Nevertheless, I am still here learning and trying new things and planning as if I’m never going to die.  That may be foolish but it makes getting up each day exciting.

Gardening throughout much of my life has been like a tableaux off to the side but present in my peripheral vision.  As an adult, I engaged in gardening in fits and starts with various results.

But there are interesting little trails in my life hanging like loose threads.  In high school I took an occupational preference test and came out as a Forest Ranger.  Me and my best buds – we all had a good laugh over that.  Then, in college, one day we sat around speculating what kind of guy each of us would marry and it was decided that I would  marry either a rancher or a college professor.  Not bad for reality – a college professor.

I still chuckle at the Forest Ranger result, but my daughter, at one point, went for vocational counseling and she mentioned the vocational preference test I took and how I laughed at it.  The counselor said, “But – isn’t your mother working for an environmental organization, taking canoe trips in the wetlands?  You know, these tests really don’t lie.”
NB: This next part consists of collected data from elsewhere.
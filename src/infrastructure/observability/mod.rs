//! Observability infrastructure - Prometheus metrics

mod metrics;

pub use metrics::{
    create_metrics_router, init_metrics, record_auth_event, record_http_request, AuthEvent,
    PrometheusMetrics,
};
So here I am at last working my soul out in the soil.  And here’s another symbolic experience that led to the title of the blog:  I was reading Eliot Coleman’s book, Four-Season Harvest.  It’s a book meant for younger eyes.  Even with my glasses on, I’m squinting at the print.  And – swear to God – every time I came to the word soil, I saw soul.  The first couple of times I actually thought I was reading soul.

Finally there were just too many occurrences of soul to believe that someone writing about gardening/farming was writing a spiritual tome.  So I went and got my sewing/painting glasses and saw the truth – the word I had been seeing as soul was indeed soil.  (Not that there isn’t a spiritual aspect to the book.)

I smiled inwardly at my mistake, but it’s really just like the mistake of me being a Forest Ranger.  Another one of those loose threads not to be confused with lint.

One reason why I am writing this blog is to encourage older people to garden, to grow their own food.  The exercise and the good food that results will keep you healthier.  And the food tastes like nothing you get from the supermarket.  With raised bed gardening, you can do it.  Come along for the ride.

Another reason I am writing about this is to encourage organic gardening.  In a world that is deteriorating because of our poor stewardship of the earth, organic gardening can give back some of what we have stripped away.  And if enough of us do it, we might contribute to the healing of our planet home.

Enjoy!

Alas, this was written before all the dire news about our future. But we still  cannot give up.  Drastic changes are necessary and hopefully TPTB will wake up and do the work that we individuals can’t do by ourselves.  We must do as much as we can, push our governments to do the work.  Read the work of scientists and activists.  I am not content that my grandchildren (and all our grandchildren collectively) will inherit oceans devoid of life and no hope.